Congenital Heart Surgical Admissions in Patients with Trisomy 13 and 18: Frequency, Morbidity, and Mortality

Congenital heart defects are common among patients with trisomy 13 and 18; surgical repair has been controversial and rarely studied. We aimed to assess the frequency of cardiac surgery among admissions with trisomy 13 and 18, and evaluate their associations with resource use, complications, and mortality compared to admissions without these diagnoses.
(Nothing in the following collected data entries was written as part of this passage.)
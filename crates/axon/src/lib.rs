extern crate self as axon;

pub use axon_http as http;
pub use axon_net as net;
pub use axon_pool as pool;
pub use axon_reactor as reactor;
pub use axon_rpc as rpc;
pub use axon_ser as ser;
pub use axon_signal as signal;
pub use axon_timing as timing;
pub use tracing;
mod clock;
mod httpdate;
mod timespan;

pub use clock::Clock;
pub use httpdate::format_rfc1123;
pub use timespan::Timespan;

/// Advances `due` past `now` in whole multiples of `interval`.
///
/// Used by periodic timers: however many periods elapsed while the loop was
/// busy, only one tick fires and the next due time lands strictly after
/// `now`.
#[inline]
pub fn next_tick(due: Timespan, interval: Timespan, now: Timespan) -> Timespan {
    debug_assert!(interval > Timespan::ZERO);
    let mut due = due;
    while due <= now {
        due += interval;
    }
    due
}

#[cfg(test)]
mod tests {
    use super::*;

    #[test]
    fn next_tick_advances_past_now() {
        let interval = Timespan::from_millis(10);
        let due = Timespan::from_millis(100);
        let now = Timespan::from_millis(137);
        assert_eq!(next_tick(due, interval, now), Timespan::from_millis(140));
    }

    #[test]
    fn next_tick_single_period() {
        let interval = Timespan::from_secs(1);
        let due = Timespan::from_secs(5);
        assert_eq!(next_tick(due, interval, Timespan::from_secs(5)), Timespan::from_secs(6));
    }
}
We evaluated congenital heart surgery admissions of ages < 18 years in the 1997, 2000, 2003, 2006, and 2009 Kids’ Inpatient Database. Bivariate and multivariate analyses examined the adjusted association of trisomy 13 and 18 on resource use, complications, and inpatient death following congenital heart surgery. Among the 73,107 congenital heart surgery admissions, trisomy 13 represented 0.03% (n = 22) and trisomy 18 represented 0.08% (n = 58). Trisomy 13 and 18 admissions were longer; trisomy 13: 27 days vs. 8 days, p = 0.003; trisomy 18: 16 days vs. 8 days, p = 0.001. Hospital charges were higher for trisomy 13 and 18 admissions; trisomy 13: $160,890 vs. $87,007, p = 0.010; trisomy 18: $160,616 vs. $86,999, p < 0.001. Trisomy 18 had a higher complication rate: 52% vs. 34%, p < 0.006. For all cardiac surgery admissions, mortality was 4.5%; trisomy 13: 14% and trisomy 18: 12%. In multivariate analysis, trisomy 18 was an independent predictor of death: OR 4.16, 95% CI 1.35–12.82, p = 0.013. Patients with trisomy 13 and 18 represent 0.11% of pediatric congenital heart surgery admissions. These patients have a 2- to 3.4-fold longer hospital stay and double hospital charges. Patients with trisomy 18 have more complications and four times greater adjusted odds for inpatient death.